## TASK INSTRUCTIONS
Repeat the entries in full. Each line must match exactly.

## DATA SECTION
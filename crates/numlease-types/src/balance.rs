//! Account balance types for the reservation model.
//!
//! Every account has an `available` balance (usable for new leases) and a
//! `reserved` balance (held by its active leases).

use rust_decimal::Decimal;
use serde::{Deserialize, Serialize};

/// A single account's balance.
#[derive(Debug, Clone, Serialize, Deserialize, PartialEq, Eq)]
pub struct AccountBalance {
    /// Free balance. This is what clients see as "balance".
    pub available: Decimal,
    /// Sum of the reserved amounts of the account's active leases.
    pub reserved: Decimal,
}

impl AccountBalance {
    /// Create a zero balance.
    #[must_use]
    pub fn new() -> Self {
        Self {
            available: Decimal::ZERO,
            reserved: Decimal::ZERO,
        }
    }

    /// Create a balance with `available` funds and nothing reserved.
    #[must_use]
    pub fn funded(available: Decimal) -> Self {
        Self {
            available,
            reserved: Decimal::ZERO,
        }
    }

    /// Total funds still owned by the account (available + reserved).
    ///
    /// Only consumption makes this go down. Saturates at `Decimal::MAX`;
    /// the ledger never lets a live account get there.
    #[must_use]
    pub fn total(&self) -> Decimal {
        self.available.saturating_add(self.reserved)
    }

    #[must_use]
    pub fn is_zero(&self) -> bool {
        self.available.is_zero() && self.reserved.is_zero()
    }
}

impl Default for AccountBalance {
    fn default() -> Self {
        Self::new()
    }
}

## TASK ANSWER
filename crates/numlease-types/src/balance.rs
//! Account balance types for the reservation model.
//!
//! Every account has an `available` balance (usable for new leases) and a
//! `reserved` balance (held by its active leases).

use rust_decimal::Decimal;
use serde::{Deserialize, Serialize};

/// A single account's balance.
#[derive(Debug, Clone, Serialize, Deserialize, PartialEq, Eq)]
pub struct AccountBalance {
    /// Free balance. This is what clients see as "balance".
    pub available: Decimal,
    /// Sum of the reserved amounts of the account's active leases.
    pub reserved: Decimal,
}

impl AccountBalance {
    /// Create a zero balance.
    #[must_use]
    pub fn new() -> Self {
        Self {
            available: Decimal::ZERO,
            reserved: Decimal::ZERO,
        }
    }

    /// Create a balance with `available` funds and nothing reserved.
    #[must_use]
    pub fn funded(available: Decimal) -> Self {
        Self {
            available,
            reserved: Decimal::ZERO,
        }
    }

    /// Total funds still owned by the account (available + reserved).
    ///
    /// Only consumption makes this go down. Saturates at `Decimal::MAX`;
    /// the ledger never lets a live account get there.
    #[must_use]
    pub fn total(&self) -> Decimal {
        self.available.saturating_add(self.reserved)
    }

    #[must_use]
    pub fn is_zero(&self) -> bool {
        self.available.is_zero() && self.reserved.is_zero()
    }
}

impl Default for AccountBalance {
    fn default() -> Self {
        Self::new()
    }
}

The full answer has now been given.